Find the line in the entries below that contains "name_id INTEGER PRIMARY". Repeat it exactly, and every line after it through the line that contains "pub const SCHEMA_VERSION_TABLE: &str".
PROVIDED DATA Block Start
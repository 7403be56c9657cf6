//! Database schema definitions for the rides roster.

/// SQL schema for creating all roster tables.
pub const SCHEMA: &str = r#"
-- Riders table: one row per person known to the roster
CREATE TABLE IF NOT EXISTS riders (
    rider_id INTEGER PRIMARY KEY,
    name TEXT NOT NULL,
    first_name TEXT,
    last_name TEXT,
    iba_number TEXT,
    postal_address TEXT NOT NULL DEFAULT '',
    address1 TEXT,
    address2 TEXT,
    town TEXT,
    county TEXT,
    postcode TEXT NOT NULL DEFAULT '',
    country TEXT NOT NULL DEFAULT '',
    email TEXT NOT NULL DEFAULT '',
    phone TEXT NOT NULL DEFAULT '',
    is_pillion INTEGER NOT NULL DEFAULT 0,
    date_last_active TEXT NOT NULL
);

CREATE INDEX IF NOT EXISTS idx_riders_iba_number ON riders(iba_number);
CREATE INDEX IF NOT EXISTS idx_riders_name ON riders(name);

-- Bikes table: each bike belongs to exactly one rider
CREATE TABLE IF NOT EXISTS bikes (
    bike_id INTEGER PRIMARY KEY,
    rider_id INTEGER NOT NULL REFERENCES riders(rider_id),
    description TEXT NOT NULL,
    registration TEXT,
    kms_odo INTEGER NOT NULL DEFAULT 0
);

CREATE INDEX IF NOT EXISTS idx_bikes_rider_id ON bikes(rider_id);

-- Rides table: one completed ride attempt per row
CREATE TABLE IF NOT EXISTS rides (
    ride_id INTEGER PRIMARY KEY,
    rider_id INTEGER NOT NULL REFERENCES riders(rider_id),
    bike_id INTEGER NOT NULL REFERENCES bikes(bike_id),
    cert_name TEXT NOT NULL,
    date_start TEXT NOT NULL,
    date_finish TEXT,
    ride_name TEXT NOT NULL,
    is_pillion INTEGER NOT NULL DEFAULT 0,
    event_name TEXT,
    kms_odo INTEGER NOT NULL DEFAULT 0,
    total_miles INTEGER NOT NULL DEFAULT 0,
    start_point TEXT,
    finish_point TEXT,
    mid_points TEXT,
    date_received TEXT,
    verifier TEXT,
    date_verified TEXT,
    date_cert_sent TEXT,
    catalog_ride_id INTEGER NOT NULL DEFAULT 0,
    date_pay_received TEXT,
    date_pay_requested TEXT,
    show_roh INTEGER NOT NULL DEFAULT 0,
    odo_start TEXT,
    odo_finish TEXT,
    time_start TEXT,
    time_finish TEXT,
    ride_hours INTEGER NOT NULL DEFAULT 0,
    ride_mins INTEGER NOT NULL DEFAULT 0,
    notes TEXT
);

CREATE INDEX IF NOT EXISTS idx_rides_rider_date ON rides(rider_id, date_start);

-- Ride name catalog used by downstream certificate tooling.
-- Never written by the importer.
CREATE TABLE IF NOT EXISTS ride_names (
    name_id INTEGER PRIMARY KEY,
    ride_name TEXT NOT NULL UNIQUE
);

-- Rally catalog
CREATE TABLE IF NOT EXISTS rallies (
    rally_id TEXT PRIMARY KEY,
    title TEXT NOT NULL DEFAULT ''
);

-- Rally results: one finishing record per rider (or pillion) per rally
CREATE TABLE IF NOT EXISTS rally_results (
    result_id INTEGER PRIMARY KEY,
    rally_id TEXT NOT NULL,
    finish_position INTEGER NOT NULL DEFAULT 0,
    rider_id INTEGER NOT NULL REFERENCES riders(rider_id),
    bike_id INTEGER NOT NULL REFERENCES bikes(bike_id),
    miles INTEGER NOT NULL DEFAULT 0,
    points INTEGER NOT NULL DEFAULT 0,
    country TEXT NOT NULL DEFAULT ''
);

CREATE INDEX IF NOT EXISTS idx_rally_results_keys ON rally_results(rider_id, bike_id, rally_id);
"#;

/// SQL for schema version tracking (migrations)
pub const SCHEMA_VERSION_TABLE: &str = r#"
CREATE TABLE IF NOT EXISTS schema_version (
    version INTEGER PRIMARY KEY,
    applied_at TEXT NOT NULL
);
"#;

/// Current schema version
pub const CURRENT_VERSION: i32 = 1;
PROVIDED DATA Block End
> _SOLUTION TO THIS PROBLEM_:
    name_id INTEGER PRIMARY KEY,
    ride_name TEXT NOT NULL UNIQUE
);

-- Rally catalog
CREATE TABLE IF NOT EXISTS rallies (
    rally_id TEXT PRIMARY KEY,
    title TEXT NOT NULL DEFAULT ''
);

-- Rally results: one finishing record per rider (or pillion) per rally
CREATE TABLE IF NOT EXISTS rally_results (
    result_id INTEGER PRIMARY KEY,
    rally_id TEXT NOT NULL,
    finish_position INTEGER NOT NULL DEFAULT 0,
    rider_id INTEGER NOT NULL REFERENCES riders(rider_id),
    bike_id INTEGER NOT NULL REFERENCES bikes(bike_id),
    miles INTEGER NOT NULL DEFAULT 0,
    points INTEGER NOT NULL DEFAULT 0,
    country TEXT NOT NULL DEFAULT ''
);

CREATE INDEX IF NOT EXISTS idx_rally_results_keys ON rally_results(rider_id, bike_id, rally_id);
"#;

/// SQL for schema version tracking (migrations)
pub const SCHEMA_VERSION_TABLE: &str = r#"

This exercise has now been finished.